Monday, October 19, 2015

SLEEP - How Much Do You Really Need?

"These hunter-gatherer tribes sleep less than you, and sleep better" PBS NewsHour 10/15/2015

Excerpt

SUMMARY:  By studying the habits of three hunter-gatherer groups who live much the way humans have for thousands of years, a team of scientists is challenging conventional wisdom about how much sleep we need.  Hari Sreenivasan goes to UCLA to learn more about getting enough rest and to do something he's never done on assignment before: falling asleep while on the job.

HARI SREENIVASAN (NewsHour):  ..... just how much sleep do you really need?  There’s been plenty of concern, as people spend more time looking at their screens ever later into the night.

Previous research has shown that a lack of sleep is associated with a series of problems, ranging from lack of concentration to health effects like obesity and heart disease.

But a new study out today finds seven or eight hours a night may not be as essential as we think.

I went to California to learn more.

They are among the last hunter-gatherers in the world, the Hadza of Northern Tanzania, the San of Namibia’s Kalahari Desert, and in the Andean foothills of Bolivia the Chimane.

By studying the sleep habits of these three groups, who still live the way humans have for thousands of years, a team of scientists led by UCLA’s Jerry Siegel is challenging conventional wisdom about how much sleep we need.

JERRY SIEGEL, Director, UCLA Center for Sleep Research:  It’s absolutely incorrect to think that the more you sleep, the healthier you’re going to be.

HARI SREENIVASAN:  The study, reported today in the journal “Current Biology” says we in the industrialized world sleep as much as our ancestors did.

JERRY SIEGEL:  There’s been speculation that humans basically used to sleep when it got dark, which would mean they’d sleep 10, 11, even 12 hours.  But it turns out that’s not the case.  These groups sleep five, six, seven hours.  None of them average over eight hours of sleep.

HARI SREENIVASAN:  Just like us, when the sun sets, these people do not go right to sleep.
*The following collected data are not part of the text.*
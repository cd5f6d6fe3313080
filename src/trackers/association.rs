use crate::utils::bbox::BoundingBox;
use pathfinding::kuhn_munkres::kuhn_munkres;
use pathfinding::matrix::Matrix;

const F32_I64_MULT: f32 = 1_000_000.0;

/// Decides whether a new detection is already covered by a tracked object
///
#[derive(Debug, Clone, Copy, PartialEq, Default)]
pub enum AssociationPolicy {
    /// The detection is covered if it intersects any tracked box, however small the intersection is
    #[default]
    AnyOverlap,
    /// The detection is covered if its IoU with any tracked box is at least the threshold
    IoU(f32),
    /// Detections are assigned one-to-one to tracked boxes maximizing the total IoU; the detection is
    /// covered when it is assigned and the IoU of the pair is at least the threshold
    Hungarian(f32),
}

impl AssociationPolicy {
    /// Returns the coverage flag for every detection
    ///
    /// # Parameters
    /// * `detections` - boxes of the new detections;
    /// * `tracks` - current boxes of the tracked objects.
    ///
    pub fn covered(&self, detections: &[BoundingBox], tracks: &[BoundingBox]) -> Vec<bool> {
        match self {
            AssociationPolicy::AnyOverlap | AssociationPolicy::IoU(_) => detections
                .iter()
                .map(|d| tracks.iter().any(|t| self.overlaps(d, t)))
                .collect(),
            AssociationPolicy::Hungarian(threshold) => assign(detections, tracks, *threshold),
        }
    }

    /// Pairwise test of a detection against a single tracked box
    ///
    /// For [`AssociationPolicy::Hungarian`] only the IoU threshold is checked.
    ///
    pub fn overlaps(&self, detection: &BoundingBox, track: &BoundingBox) -> bool {
        match self {
            AssociationPolicy::AnyOverlap => BoundingBox::intersection(detection, track) > 0.0,
            AssociationPolicy::IoU(threshold) | AssociationPolicy::Hungarian(threshold) => {
                covers(detection, track, *threshold)
            }
        }
    }
}

fn covers(detection: &BoundingBox, track: &BoundingBox, threshold: f32) -> bool {
    let iou = BoundingBox::iou(detection, track);
    iou > 0.0 && iou >= threshold
}

/// Optimal assignment where every detection has a private fallback column weighted by the threshold
///
fn assign(detections: &[BoundingBox], tracks: &[BoundingBox], threshold: f32) -> Vec<bool> {
    if tracks.is_empty() || detections.is_empty() {
        return vec![false; detections.len()];
    }

    let det_num = detections.len();
    let track_num = tracks.len();
    let mut weights = Matrix::new(det_num, track_num + det_num, 0i64);

    for (i, d) in detections.iter().enumerate() {
        for (j, t) in tracks.iter().enumerate() {
            weights[(i, j)] = (BoundingBox::iou(d, t) * F32_I64_MULT) as i64;
        }
        weights[(i, track_num + i)] = (threshold * F32_I64_MULT) as i64;
    }

    let (_, solution) = kuhn_munkres(&weights);

    solution
        .into_iter()
        .enumerate()
        .map(|(i, col)| col < track_num && covers(&detections[i], &tracks[col], threshold))
        .collect()
}

#[cfg(test)]
mod tests {
    use crate::trackers::association::AssociationPolicy;
    use crate::utils::bbox::BoundingBox;

    fn tracks() -> Vec<BoundingBox> {
        vec![
            BoundingBox::new(0.0, 0.0, 10.0, 20.0),
            BoundingBox::new(100.0, 0.0, 10.0, 20.0),
        ]
    }

    #[test]
    fn any_overlap() {
        let detections = [
            // barely touches the first track
            BoundingBox::new(9.5, 19.5, 10.0, 20.0),
            // shares only the border with the first track
            BoundingBox::new(10.0, 0.0, 10.0, 20.0),
            BoundingBox::new(50.0, 50.0, 10.0, 20.0),
        ];
        assert_eq!(
            AssociationPolicy::AnyOverlap.covered(&detections, &tracks()),
            vec![true, false, false]
        );
        assert_eq!(
            AssociationPolicy::default().covered(&detections, &[]),
            vec![false, false, false]
        );
    }

    #[test]
    fn iou_threshold() {
        let detections = [
            BoundingBox::new(9.5, 19.5, 10.0, 20.0),
            BoundingBox::new(101.0, 1.0, 10.0, 20.0),
        ];
        assert_eq!(
            AssociationPolicy::IoU(0.3).covered(&detections, &tracks()),
            vec![false, true]
        );
    }

    #[test]
    fn hungarian_one_to_one() {
        // both detections overlap the first track, only one of them can be assigned to it
        let detections = [
            BoundingBox::new(1.0, 0.0, 10.0, 20.0),
            BoundingBox::new(0.5, 0.0, 10.0, 20.0),
            BoundingBox::new(100.0, 1.0, 10.0, 20.0),
        ];
        let covered = AssociationPolicy::Hungarian(0.3).covered(&detections, &tracks());
        assert_eq!(covered, vec![false, true, true]);

        let greedy = AssociationPolicy::IoU(0.3).covered(&detections, &tracks());
        assert_eq!(greedy, vec![true, true, true]);
    }

    #[test]
    fn hungarian_below_threshold() {
        let detections = [BoundingBox::new(5.0, 0.0, 10.0, 20.0)];
        let covered = AssociationPolicy::Hungarian(0.5).covered(&detections, &tracks());
        assert_eq!(covered, vec![false]);
        assert!(AssociationPolicy::Hungarian(0.5)
            .covered(&[], &tracks())
            .is_empty());
    }

    #[test]
    fn pairwise() {
        let t = BoundingBox::new(0.0, 0.0, 10.0, 20.0);
        let d = BoundingBox::new(5.0, 0.0, 10.0, 20.0);
        assert!(AssociationPolicy::AnyOverlap.overlaps(&d, &t));
        assert!(AssociationPolicy::IoU(0.3).overlaps(&d, &t));
        assert!(!AssociationPolicy::Hungarian(0.5).overlaps(&d, &t));
    }
}
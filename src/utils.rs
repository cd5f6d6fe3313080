/// Bounding boxes
pub mod bbox;

/// Non maximum suppression implementation for detected boxes
pub mod nms;

/// Pinhole camera model used to estimate the location of boxes
pub mod camera;

/// Conversion of frames into network input tensors
pub mod blob;

/// Frame annotation
pub mod draw;
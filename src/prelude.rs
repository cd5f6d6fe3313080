pub use crate::detector::onnx::OnnxNetwork;
pub use crate::detector::{
    Detection, DetectionNetwork, DetectorOptions, HumanDetector, InferenceTarget, ModelPaths,
};
pub use crate::pipeline::{HumanDetectorTracker, HumanDetectorTrackerOptions, TrackedHuman};
pub use crate::trackers::association::AssociationPolicy;
pub use crate::trackers::template::{TemplateTracker, TemplateTrackerOptions};
pub use crate::trackers::{TrackState, TrackerFactory, VisualTracker};
pub use crate::utils::bbox::BoundingBox;
pub use crate::utils::camera::CameraIntrinsics;
pub use crate::Errors;
use crate::detector::{DetectionNetwork, InferenceTarget};
use crate::Errors;
use anyhow::Result;
use log::debug;
use ndarray::{Array4, ArrayD, IxDyn};
use std::path::Path;
use tract_onnx::prelude::*;

type Model = SimplePlan<TypedFact, Box<dyn TypedOp>, Graph<TypedFact, Box<dyn TypedOp>>>;

/// ONNX detection network executed by `tract` on the CPU
///
pub struct OnnxNetwork {
    model: Model,
    input_size: (u32, u32),
}

impl OnnxNetwork {
    /// Loads and optimizes the network for the fixed `1x3xHxW` input
    ///
    /// # Parameters
    /// * `path` - the serialized ONNX network;
    /// * `input_size` - `(width, height)` of the network input;
    /// * `target` - the device to run inference on, only [`InferenceTarget::Cpu`] is supported.
    ///
    pub fn load(path: &Path, input_size: (u32, u32), target: InferenceTarget) -> Result<Self> {
        if target != InferenceTarget::Cpu {
            return Err(Errors::UnsupportedInferenceTarget(target).into());
        }

        let model_error = |e: String| Errors::ModelFile(path.display().to_string(), e);

        if !path.is_file() {
            return Err(model_error("file not found".to_string()).into());
        }

        let (width, height) = input_size;
        let model = tract_onnx::onnx()
            .model_for_path(path)
            .and_then(|m| {
                m.with_input_fact(0, f32::fact([1, 3, height as usize, width as usize]).into())
            })
            .and_then(|m| m.into_optimized())
            .and_then(|m| m.into_runnable())
            .map_err(|e| model_error(e.to_string()))?;

        debug!(
            "Loaded network {} with the input {}x{}",
            path.display(),
            width,
            height
        );

        Ok(Self { model, input_size })
    }
}

impl DetectionNetwork for OnnxNetwork {
    fn input_size(&self) -> (u32, u32) {
        self.input_size
    }

    fn forward(&self, blob: &Array4<f32>) -> Result<Vec<ArrayD<f32>>> {
        let shape = blob.shape().to_vec();
        let data = blob.as_standard_layout();
        let data = data
            .as_slice()
            .ok_or_else(|| Errors::MalformedOutput("input is not contiguous".to_string()))?;
        let input = Tensor::from_shape(&shape, data)?;
        let outputs = self.model.run(tvec!(input.into()))?;

        outputs
            .iter()
            .map(|output| -> Result<ArrayD<f32>> {
                let view = output.to_array_view::<f32>()?;
                let array =
                    ArrayD::from_shape_vec(IxDyn(view.shape()), view.iter().copied().collect())?;
                Ok(array)
            })
            .collect()
    }
}
use crate::Errors;
use anyhow::Result;
use image::imageops::{resize, FilterType};
use image::RgbImage;
use ndarray::Array4;

/// Checks that the frame has pixels
///
pub fn validate_frame(frame: &RgbImage) -> Result<()> {
    let (width, height) = frame.dimensions();
    if width == 0 || height == 0 {
        Err(Errors::InvalidFrame(width, height).into())
    } else {
        Ok(())
    }
}

/// Converts the frame into the `1x3xHxW` network input
///
/// The frame is stretched to `width x height` without keeping the aspect ratio, channels
/// stay in RGB order, and the values are scaled to `[0, 1]`.
///
pub fn blob_from_image(frame: &RgbImage, width: u32, height: u32) -> Result<Array4<f32>> {
    validate_frame(frame)?;

    let resized;
    let source = if frame.dimensions() == (width, height) {
        frame
    } else {
        resized = resize(frame, width, height, FilterType::Triangle);
        &resized
    };

    let mut blob = Array4::<f32>::zeros((1, 3, height as usize, width as usize));
    for (x, y, pixel) in source.enumerate_pixels() {
        for c in 0..3 {
            blob[[0, c, y as usize, x as usize]] = pixel.0[c] as f32 / 255.0;
        }
    }
    Ok(blob)
}

#[cfg(test)]
mod tests {
    use crate::utils::blob::blob_from_image;
    use crate::{Errors, EPS};
    use image::{Rgb, RgbImage};

    #[test]
    fn layout_and_scale() {
        let mut frame = RgbImage::from_pixel(4, 2, Rgb([255, 0, 51]));
        frame.put_pixel(3, 1, Rgb([0, 255, 0]));
        let blob = blob_from_image(&frame, 4, 2).unwrap();
        assert_eq!(blob.shape(), &[1, 3, 2, 4]);
        assert!((blob[[0, 0, 0, 0]] - 1.0).abs() < EPS);
        assert!(blob[[0, 1, 0, 0]].abs() < EPS);
        assert!((blob[[0, 2, 0, 0]] - 0.2).abs() < EPS);
        assert!(blob[[0, 0, 1, 3]].abs() < EPS);
        assert!((blob[[0, 1, 1, 3]] - 1.0).abs() < EPS);
    }

    #[test]
    fn resized() {
        let frame = RgbImage::from_pixel(64, 48, Rgb([255, 255, 255]));
        let blob = blob_from_image(&frame, 32, 32).unwrap();
        assert_eq!(blob.shape(), &[1, 3, 32, 32]);
        assert!(blob.iter().all(|v| (v - 1.0).abs() < 1e-3));
    }

    #[test]
    fn empty_frame() {
        let frame = RgbImage::new(0, 0);
        let err = blob_from_image(&frame, 32, 32).unwrap_err();
        assert_eq!(err.downcast_ref::<Errors>(), Some(&Errors::InvalidFrame(0, 0)));
    }
}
JERRY SIEGEL:  There’s a thin yellow line here that indicates the light level, and you can see also that they remain awake.

HARI SREENIVASAN:  In fact, regardless of what time they go to bed, all three groups, on different parts of the planet, wake up exactly when one very specific thing happens.  And, no, it’s not the sunrise.

JERRY SIEGEL:  They’re sleeping as the temperature falls, and they seem to quite consistently wake up at the lowest point of temperature in the day.  So, when the temperature stops falling, that’s when they wake up.

There’s been a lot of emphasis on light and the effects of light, and there’s no question that light affects sleep.  But light may have been connected to sleep largely because of its connection to temperature.